2.0.3

Elastic

Package: flyteplugins.pytorch

Elastic defines the configuration for running a PyTorch elastic job using torch.distributed.

When a worker fails (e.g. CUDA OOM), the elastic agent detects the failure and restarts all workers as a group. Each restart cycle has a cost determined by the NCCL timeout settings below. The total worst-case time before the job fails is::

(max_restarts + 1) * (nccl_collective_timeout_sec + nccl_heartbeat_timeout_sec)
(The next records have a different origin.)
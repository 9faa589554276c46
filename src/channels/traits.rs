use crate::conversation::{ThreadMessage, Turn};
use async_trait::async_trait;

/// One inbound event worth answering: a channel mention of the bot or a
/// direct message.
#[derive(Debug, Clone)]
pub struct ChannelEvent {
    pub channel: String,
    pub user: String,
    pub text: String,
    /// Timestamp of the triggering message itself. Replies anchor here.
    pub ts: String,
    /// Root of the thread the message belongs to, when it is a reply.
    pub thread_ts: Option<String>,
}

impl ChannelEvent {
    /// Thread anchor for the history fetch: the explicit thread root when
    /// present, otherwise the message's own timestamp.
    pub fn thread_root(&self) -> &str {
        self.thread_ts.as_deref().unwrap_or(&self.ts)
    }
}

/// The chat platform, seen from the relay: thread history in, replies out,
/// plus the bot's own identity.
#[async_trait]
pub trait ChatGateway: Send + Sync {
    /// The bot's own user id. Resolved once at startup and cached by the
    /// caller for the process lifetime.
    async fn bot_user_id(&self) -> anyhow::Result<String>;

    /// Ordered messages of one thread. `bot_user_id` decides the `is_bot`
    /// flag on each message.
    async fn fetch_thread_replies(
        &self,
        channel: &str,
        thread_root: &str,
        bot_user_id: &str,
    ) -> anyhow::Result<Vec<ThreadMessage>>;

    /// Post `text` into `channel`, threaded under `thread_ts`.
    async fn post_reply(&self, channel: &str, text: &str, thread_ts: &str) -> anyhow::Result<()>;
}

/// Model inference, seen from the relay: a window and a system instruction
/// in, sanitized reply text out.
#[async_trait]
pub trait Generator: Send + Sync {
    async fn generate(&self, system_prompt: &str, window: &[Turn]) -> anyhow::Result<String>;
}
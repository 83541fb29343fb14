//! Helpers for testing sampling and draining.
//!
//! When writing tests, keep the following points in mind:
//!
//!  - In every test, call [`setup`]. This will set up the logger so that all console output is
//!    captured by the test runner. All logs emitted with [`evlog_log`] will show up for test
//!    failures or when run with `--nocapture`.
//!  - Pipelines spawn a worker task. Use `#[tokio::test(start_paused = true)]` and drive time
//!    explicitly with [`tokio::time::advance`], then call [`settle`] to let the worker run.
//!
//! # Example
//!
//! ```no_run
//! #[test]
//! fn my_test() {
//!     evlog_test::setup();
//!
//!     evlog_log::debug!("hello, world!");
//! }
//! ```

use std::sync::Arc;
use std::sync::atomic::{AtomicUsize, Ordering};
use std::time::Duration;

use async_trait::async_trait;
use evlog_drain::{DropObserver, Sink, SinkError};
use evlog_event::{DrainContext, Level, WideEvent};
use parking_lot::Mutex;

/// Setup the test environment.
///
///  - Initializes logs: The logger only captures logs from this crate and mutes all other logs.
pub fn setup() {
    evlog_log::init_test!();
}

/// Yields to the runtime until spawned tasks had a chance to process their wake-ups.
pub async fn settle() {
    for _ in 0..16 {
        tokio::task::yield_now().await;
    }
}

/// Creates a drain context whose event carries `seq` as sequence number.
pub fn numbered(seq: u64) -> DrainContext {
    let event = WideEvent::new(Level::Info, "test", "test").with_field("seq", seq);
    DrainContext::new(event)
}

/// Returns the sequence numbers of events created with [`numbered`].
pub fn seqs(events: &[DrainContext]) -> Vec<u64> {
    events
        .iter()
        .filter_map(|context| context.event.get("seq").and_then(|v| v.as_u64()))
        .collect()
}

#[derive(Debug, Default)]
struct Recorded {
    calls: AtomicUsize,
    batches: Mutex<Vec<Vec<DrainContext>>>,
}

/// A sink that records every batch it successfully receives.
///
/// Clones share their records.
#[derive(Clone, Debug, Default)]
pub struct RecordingSink {
    recorded: Arc<Recorded>,
    delay: Option<Duration>,
}

impl RecordingSink {
    /// Creates a sink that accepts batches immediately.
    pub fn new() -> Self {
        Self::default()
    }

    /// Creates a sink that takes `delay` to accept each batch.
    pub fn with_delay(delay: Duration) -> Self {
        Self {
            delay: Some(delay),
            ..Self::default()
        }
    }

    /// Returns the number of calls to `send`, successful or not.
    pub fn calls(&self) -> usize {
        self.recorded.calls.load(Ordering::SeqCst)
    }

    /// Returns all received batches in order.
    pub fn batches(&self) -> Vec<Vec<DrainContext>> {
        self.recorded.batches.lock().clone()
    }

    /// Returns the sizes of all received batches.
    pub fn batch_sizes(&self) -> Vec<usize> {
        self.recorded.batches.lock().iter().map(Vec::len).collect()
    }

    /// Returns all received events, flattened in order.
    pub fn events(&self) -> Vec<DrainContext> {
        self.recorded.batches.lock().concat()
    }

    async fn record(&self, batch: &[DrainContext]) {
        self.recorded.calls.fetch_add(1, Ordering::SeqCst);
        if let Some(delay) = self.delay {
            tokio::time::sleep(delay).await;
        }
        self.recorded.batches.lock().push(batch.to_vec());
    }
}

#[async_trait]
impl Sink for RecordingSink {
    async fn send(&self, batch: &[DrainContext]) -> Result<(), SinkError> {
        self.record(batch).await;
        Ok(())
    }
}

/// A sink that fails a fixed number of times before it accepts batches.
///
/// Clones share their state.
#[derive(Clone, Debug)]
pub struct FlakySink {
    failures_left: Arc<AtomicUsize>,
    attempts: Arc<AtomicUsize>,
    inner: RecordingSink,
}

impl FlakySink {
    /// Creates a sink failing the first `failures` calls.
    pub fn new(failures: usize) -> Self {
        Self {
            failures_left: Arc::new(AtomicUsize::new(failures)),
            attempts: Arc::new(AtomicUsize::new(0)),
            inner: RecordingSink::new(),
        }
    }

    /// Creates a sink that never accepts a batch.
    pub fn always_failing() -> Self {
        Self::new(usize::MAX)
    }

    /// Returns the number of calls to `send`, successful or not.
    pub fn calls(&self) -> usize {
        self.attempts.load(Ordering::SeqCst)
    }

    /// Returns the batches that were accepted.
    pub fn accepted(&self) -> Vec<Vec<DrainContext>> {
        self.inner.batches()
    }
}

#[async_trait]
impl Sink for FlakySink {
    async fn send(&self, batch: &[DrainContext]) -> Result<(), SinkError> {
        self.attempts.fetch_add(1, Ordering::SeqCst);

        let failed = self
            .failures_left
            .fetch_update(Ordering::SeqCst, Ordering::SeqCst, |left| {
                left.checked_sub(1)
            })
            .is_ok();

        if failed {
            return Err(SinkError::new("simulated sink failure"));
        }

        self.inner.send(batch).await
    }
}

/// One notification received by a [`DropRecorder`].
#[derive(Clone, Debug)]
pub struct RecordedDrop {
    /// The dropped events.
    pub events: Vec<DrainContext>,
    /// The message of the terminal send error, if the drop was caused by one.
    pub error: Option<String>,
}

/// A drop observer recording every notification.
///
/// Clones share their records.
#[derive(Clone, Debug, Default)]
pub struct DropRecorder {
    drops: Arc<Mutex<Vec<RecordedDrop>>>,
}

impl DropRecorder {
    /// Creates an empty recorder.
    pub fn new() -> Self {
        Self::default()
    }

    /// Returns all notifications in order.
    pub fn drops(&self) -> Vec<RecordedDrop> {
        self.drops.lock().clone()
    }

    /// Returns the number of notifications.
    pub fn count(&self) -> usize {
        self.drops.lock().len()
    }

    /// Returns all dropped events, flattened in order.
    pub fn events(&self) -> Vec<DrainContext> {
        self.drops
            .lock()
            .iter()
            .flat_map(|drop| drop.events.iter().cloned())
            .collect()
    }
}

impl DropObserver for DropRecorder {
    fn on_dropped(&self, events: &[DrainContext], error: Option<&SinkError>) {
        self.drops.lock().push(RecordedDrop {
            events: events.to_vec(),
            error: error.map(|error| error.message().to_owned()),
        });
    }
}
For example, with defaults (max_restarts=3, collective=600s, heartbeat=300s): 4 * 900s = 60 min. With aggressive settings (max_restarts=0, collective=60s, heartbeat=60s): 1 * 120s = 2 min.

class Elastic(
    nnodes: typing.Union[int, str],
    nproc_per_node: int,
    rdzv_backend: typing.Literal['c10d', 'etcd', 'etcd-v2'],
    run_policy: typing.Optional[flyteplugins.pytorch.task.RunPolicy],
    monitor_interval: int,
    max_restarts: int,
    rdzv_configs: typing.Dict[str, typing.Any],
    nccl_heartbeat_timeout_sec: typing.Optional[int],
    nccl_async_error_handling: bool,
    nccl_collective_timeout_sec: typing.Optional[int],
    nccl_enable_monitoring: bool,
)
Parameter Type Description
nnodes typing.Union[int, str] Number of nodes to use. Can be a fixed int or a range string (e.g., “2:4” for elastic training).
nproc_per_node int Number of processes to launch per node.
rdzv_backend typing.Literal['c10d', 'etcd', 'etcd-v2'] Rendezvous backend to use. Typically “c10d”. Defaults to “c10d”.
run_policy typing.Optional[flyteplugins.pytorch.task.RunPolicy] Run policy applied to the job execution. Defaults to None.
monitor_interval int Interval (in seconds) the elastic agent polls worker process health. Once a worker process exits, detection takes at most this long. Defaults to 3.
max_restarts int Maximum number of worker group restarts before the elastic agent gives up and raises ChildFailedError. Each restart kills all workers and relaunches the entire group. If the failure is deterministic (e.g. model too large for GPU memory), restarts just repeat the same failure — set to 0 to fail immediately. Use higher values for transient failures (e.g. spot instance preemption, occasional OOM from variable batch sizes). Defaults to 3.
rdzv_configs typing.Dict[str, typing.Any] Rendezvous configuration key-value pairs. Defaults to {“timeout”: 900, “join_timeout”: 900}.
nccl_heartbeat_timeout_sec typing.Optional[int] Timeout in seconds for the NCCL heartbeat monitor thread. After the collective timeout fires and the NCCL watchdog aborts the communicator, the heartbeat monitor waits this long before sending SIGABRT to kill the worker process. This is the second phase of failure detection — it converts a stuck NCCL abort into a hard process kill. Defaults to 300 (5 min) instead of PyTorch’s 1800s (30 min). Set to None to use PyTorch default.
nccl_async_error_handling bool When True, sets TORCH_NCCL_ASYNC_ERROR_HANDLING=1 so that NCCL aborts stuck collectives asynchronously instead of blocking indefinitely. This causes the worker process to crash-exit on a stuck collective, which the elastic agent detects within monitor_interval seconds (~3s by default) — much faster than waiting for the heartbeat timeout. Defaults to False (PyTorch default behavior).
nccl_collective_timeout_sec typing.Optional[int] Timeout in seconds for individual NCCL collective operations (e.g. all-reduce inside loss.backward()). This is the timeout passed to torch.distributed.init_process_group. When a worker desyncs (e.g. skips a collective after OOM), surviving workers block in the collective for this long before the NCCL watchdog fires. This is the first phase of failure detection. PyTorch default is 600s (10 min). Set to None to use PyTorch default.
nccl_enable_monitoring bool When True, sets TORCH_NCCL_ENABLE_MONITORING=1 to activate NCCL’s built-in monitoring thread. The monitoring thread checks each worker’s heartbeat counter and sends SIGABRT when it stalls, which is what drives nccl_heartbeat_timeout_sec. Defaults to True.